--- DATA FOR REVIEW Enclosed Below ---
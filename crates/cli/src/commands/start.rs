// SPDX-License-Identifier: BUSL-1.1
// Copyright (c) 2026 Alfred Jean LLC

//! `openwork start` - foreground supervision of the sidecar pair.
//!
//! Ordering contract: the engine must answer `/health` before the app
//! server is spawned, and the app server must answer before the run is
//! declared ready. In sandbox mode the container must be running before
//! the app-server probe begins, and the engine is gated last, through the
//! app server's reverse proxy.

use std::sync::Arc;

use anyhow::{Context, Result};
use openwork_core::local_workspace_id;
use openwork_core::Workspace;
use openwork_resolver::{ResolvedBinary, Resolver, APP_SERVER_BIN, ENGINE_BIN};
use openwork_sandbox::{
    allowlist_path, cleanup_staging, load_allowlist, probe_mode, stage_runtime, validate_mount,
    ContainerCli, EntrypointConfig, SandboxLaunch, SandboxRunner, ENGINE_INTERNAL_PORT,
};
use openwork_supervisor::child::{ChildSpec, Supervisor};
use openwork_supervisor::health::{wait_for_healthy, DEFAULT_POLL, EXTENDED_TIMEOUT};
use openwork_supervisor::logfmt::LogFormat;
use openwork_supervisor::run::supervise_until_shutdown;
use openwork_supervisor::{port, ChildExit};
use tokio::sync::mpsc;
use tracing::info;

use crate::config::RunConfig;

#[derive(Debug, clap::Args)]
pub struct StartArgs {
    /// Release the children once healthy and return to the shell
    #[arg(long)]
    pub detach: bool,
}

/// What a successful bring-up produced.
struct ReadyInfo {
    engine_port: u16,
    server_port: u16,
    token: String,
    engine: ResolvedBinary,
    server: ResolvedBinary,
}

pub async fn start(cfg: &RunConfig, args: &StartArgs) -> Result<i32> {
    let sandbox_cli = probe_mode(cfg.sandbox_mode).await?;
    let json_logs = cfg.log_format == LogFormat::Json;
    let (supervisor, exits) = Supervisor::new(&cfg.run_id, json_logs);

    let ready = match sandbox_cli {
        None => host_start(cfg, &supervisor).await,
        Some(cli) => sandbox_start(cfg, cli, &supervisor).await,
    };

    match ready {
        Ok(ready) => {
            emit_ready(cfg, &ready);
            finish(cfg, args, supervisor, exits).await
        }
        Err(e) => {
            supervisor.shutdown_all().await;
            Err(e)
        }
    }
}

/// Unsandboxed path: both sidecars as direct children.
async fn host_start(cfg: &RunConfig, supervisor: &Arc<Supervisor>) -> Result<ReadyInfo> {
    std::fs::create_dir_all(&cfg.workspace)?;
    let client = reqwest::Client::new();

    let engine = Resolver::new(cfg.resolver_config(false, cfg.engine_bin.clone()))
        .resolve(ENGINE_BIN)
        .await?;
    let server = Resolver::new(cfg.resolver_config(false, cfg.server_bin.clone()))
        .resolve(APP_SERVER_BIN)
        .await?;

    // Engine first; the app server is only spawned once it answers.
    let engine_port = port::allocate(&cfg.engine_host, cfg.engine_port)?;
    let engine_url = format!("http://{}:{}", cfg.engine_host, engine_port);
    let mut engine_spec = ChildSpec::new("engine", &engine.path)
        .arg("serve")
        .arg("--hostname")
        .arg(&cfg.engine_host)
        .arg("--port")
        .arg(engine_port.to_string())
        .cwd(cfg.engine_workdir.clone().unwrap_or_else(|| cfg.workspace.clone()));
    for origin in &cfg.cors {
        engine_spec = engine_spec.arg("--cors").arg(origin);
    }
    if let Some(auth) = &cfg.engine_auth {
        engine_spec = engine_spec.env("OPENCODE_AUTH", auth);
    }
    supervisor.start(engine_spec)?;
    wait_for_healthy(&client, &format!("{engine_url}/health"), cfg.health_timeout, DEFAULT_POLL)
        .await
        .context("engine failed to become healthy")?;

    let server_port = port::allocate(&cfg.server_host, cfg.server_port)?;
    let server_url = format!("http://{}:{}", cfg.server_host, server_port);
    let token = run_token(cfg);
    let mut server_spec = ChildSpec::new("app-server", &server.path)
        .arg("--host")
        .arg(&cfg.server_host)
        .arg("--port")
        .arg(server_port.to_string())
        .arg("--workspace")
        .arg(cfg.workspace.display().to_string())
        .arg("--token")
        .arg(&token)
        .arg("--approval-mode")
        .arg(cfg.approval_mode.as_str())
        .arg("--approval-timeout")
        .arg(cfg.approval_timeout.to_string())
        .arg("--engine-url")
        .arg(&engine_url);
    if let Some(host_token) = &cfg.server_host_token {
        server_spec = server_spec.arg("--host-token").arg(host_token);
    }
    if cfg.read_only {
        server_spec = server_spec.arg("--read-only");
    }
    for origin in &cfg.cors {
        server_spec = server_spec.arg("--cors").arg(origin);
    }
    if let Some(auth) = &cfg.engine_auth {
        server_spec = server_spec.env("OPENCODE_AUTH", auth);
    }
    supervisor.start(server_spec)?;
    wait_for_healthy(&client, &format!("{server_url}/health"), cfg.health_timeout, DEFAULT_POLL)
        .await
        .context("app server failed to become healthy")?;

    Ok(ReadyInfo { engine_port, server_port, token, engine, server })
}

/// Sandboxed path: the pair runs inside one container; only the app
/// server's port is published.
async fn sandbox_start(
    cfg: &RunConfig,
    cli: ContainerCli,
    supervisor: &Arc<Supervisor>,
) -> Result<ReadyInfo> {
    // Mount policy first: a rejected mount must fail before any network
    // or staging work happens.
    let allowlist_location = allowlist_path(cfg.sandbox_allowlist.as_deref());
    let allowlist = load_allowlist(&allowlist_location)?;
    let mut extra_mounts = Vec::with_capacity(cfg.sandbox_mounts.len());
    for raw in &cfg.sandbox_mounts {
        extra_mounts.push(validate_mount(raw, allowlist.as_ref(), &allowlist_location)?);
    }

    std::fs::create_dir_all(&cfg.workspace)?;
    let client = reqwest::Client::new();

    // Binaries for the container: always the Linux triple.
    let engine = Resolver::new(cfg.resolver_config(true, cfg.engine_bin.clone()))
        .resolve(ENGINE_BIN)
        .await?;
    let server = Resolver::new(cfg.resolver_config(true, cfg.server_bin.clone()))
        .resolve(APP_SERVER_BIN)
        .await?;

    let ws_id = local_workspace_id(&cfg.workspace);
    let container_name = format!("openwork-{ws_id}");
    let persist_root = cfg.sandbox_persist_dir.clone();
    let ws_persist = persist_root.join("persist").join(&ws_id);
    std::fs::create_dir_all(&ws_persist)?;
    let engine_config_dir = openwork_daemon::seed_engine_config(
        &cfg.data_dir,
        &Workspace::local(&cfg.workspace, None),
    )?;

    let token = run_token(cfg);
    let mut server_args = vec![
        "--token".to_string(),
        token.clone(),
        "--approval-mode".to_string(),
        cfg.approval_mode.as_str().to_string(),
        "--approval-timeout".to_string(),
        cfg.approval_timeout.to_string(),
    ];
    if let Some(host_token) = &cfg.server_host_token {
        server_args.push("--host-token".to_string());
        server_args.push(host_token.clone());
    }
    if cfg.read_only {
        server_args.push("--read-only".to_string());
    }
    for origin in &cfg.cors {
        server_args.push("--cors".to_string());
        server_args.push(origin.clone());
    }

    let staged = stage_runtime(
        &persist_root,
        &ws_id,
        &engine.path,
        &server.path,
        &EntrypointConfig { server_args, engine_auth: cfg.engine_auth.clone() },
    )?;

    let published_port = port::allocate(&cfg.server_host, cfg.server_port)?;
    let launch = SandboxLaunch {
        image: cfg.sandbox_image.clone(),
        container_name: container_name.clone(),
        workspace: cfg.workspace.clone(),
        persist_dir: ws_persist,
        engine_config_dir,
        staged: staged.clone(),
        extra_mounts,
        published_port,
    };
    let runner = SandboxRunner::new(cli);

    // Cleanup hook runs once at shutdown fan-out. Detached runs never
    // fan out, which is exactly the spec'd behavior: container and
    // staging stay behind for inspection.
    {
        let name = container_name.clone();
        let staged = staged.clone();
        let runtime_cmd = cli.command();
        supervisor.set_cleanup(Box::new(move || {
            let _ = std::process::Command::new(runtime_cmd).args(["rm", "-f", &name]).output();
            cleanup_staging(&staged);
        }));
    }

    let spec = ChildSpec::new("sandbox", cli.command()).args(runner.run_args(&launch));
    supervisor.start(spec)?;

    runner.wait_running(&container_name).await?;
    // Container bootstrap (image pull, cold engine start) is a long boot;
    // the gate gets the extended budget unless the user asked for more.
    let gate_timeout = cfg.health_timeout.max(EXTENDED_TIMEOUT);
    let server_url = format!("http://{}:{}", cfg.server_host, published_port);
    runner.health_gate(&client, &server_url, gate_timeout).await?;

    Ok(ReadyInfo {
        engine_port: ENGINE_INTERNAL_PORT,
        server_port: published_port,
        token,
        engine,
        server,
    })
}

/// The app-server API token for this run: configured, else minted.
fn run_token(cfg: &RunConfig) -> String {
    cfg.server_token
        .clone()
        .unwrap_or_else(|| uuid::Uuid::new_v4().simple().to_string())
}

/// The ready event: in json mode this is the machine-readable line the
/// desktop shell (or a script) picks the ports and token out of.
fn emit_ready(cfg: &RunConfig, ready: &ReadyInfo) {
    let connect_url = cfg
        .connect_host
        .as_ref()
        .map(|host| format!("http://{host}:{}", ready.server_port))
        .unwrap_or_default();
    info!(
        component = "orchestrator",
        opencode.port = ready.engine_port,
        openwork.port = ready.server_port,
        openwork.token = ready.token.as_str(),
        connect.url = connect_url.as_str(),
        diagnostics.binaries.opencode.source = source_str(&ready.engine),
        diagnostics.binaries.opencode.expectedVersion =
            ready.engine.expected_version.as_deref().unwrap_or(""),
        diagnostics.binaries.opencode.actualVersion =
            ready.engine.actual_version.as_deref().unwrap_or(""),
        diagnostics.binaries.openwork_server.actualVersion =
            ready.server.actual_version.as_deref().unwrap_or(""),
        "run ready"
    );
}

fn source_str(binary: &ResolvedBinary) -> &'static str {
    match binary.source {
        openwork_core::state::BinaryProvenance::Bundled => "bundled",
        openwork_core::state::BinaryProvenance::Downloaded => "downloaded",
        openwork_core::state::BinaryProvenance::External => "external",
    }
}

/// Detach or supervise to completion.
async fn finish(
    cfg: &RunConfig,
    args: &StartArgs,
    supervisor: Arc<Supervisor>,
    exits: mpsc::UnboundedReceiver<ChildExit>,
) -> Result<i32> {
    if args.detach {
        let children = supervisor.detach();
        if cfg.json {
            let summary: Vec<_> = children
                .iter()
                .map(|(name, pid)| serde_json::json!({ "name": name, "pid": pid }))
                .collect();
            println!("{}", serde_json::json!({ "detached": true, "children": summary }));
        } else {
            for (name, pid) in &children {
                println!("{name} running (pid {pid})");
            }
            println!("detached; children keep running");
        }
        return Ok(0);
    }

    let outcome = supervise_until_shutdown(supervisor, exits).await?;
    Ok(outcome.exit_code)
}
--- End of Enclosed DATA FOR REVIEW ---
TASK REQUIREMENTS: If a line in the records above contains the word "push", count it, then give the total and nothing else.

THE ANSWER: 6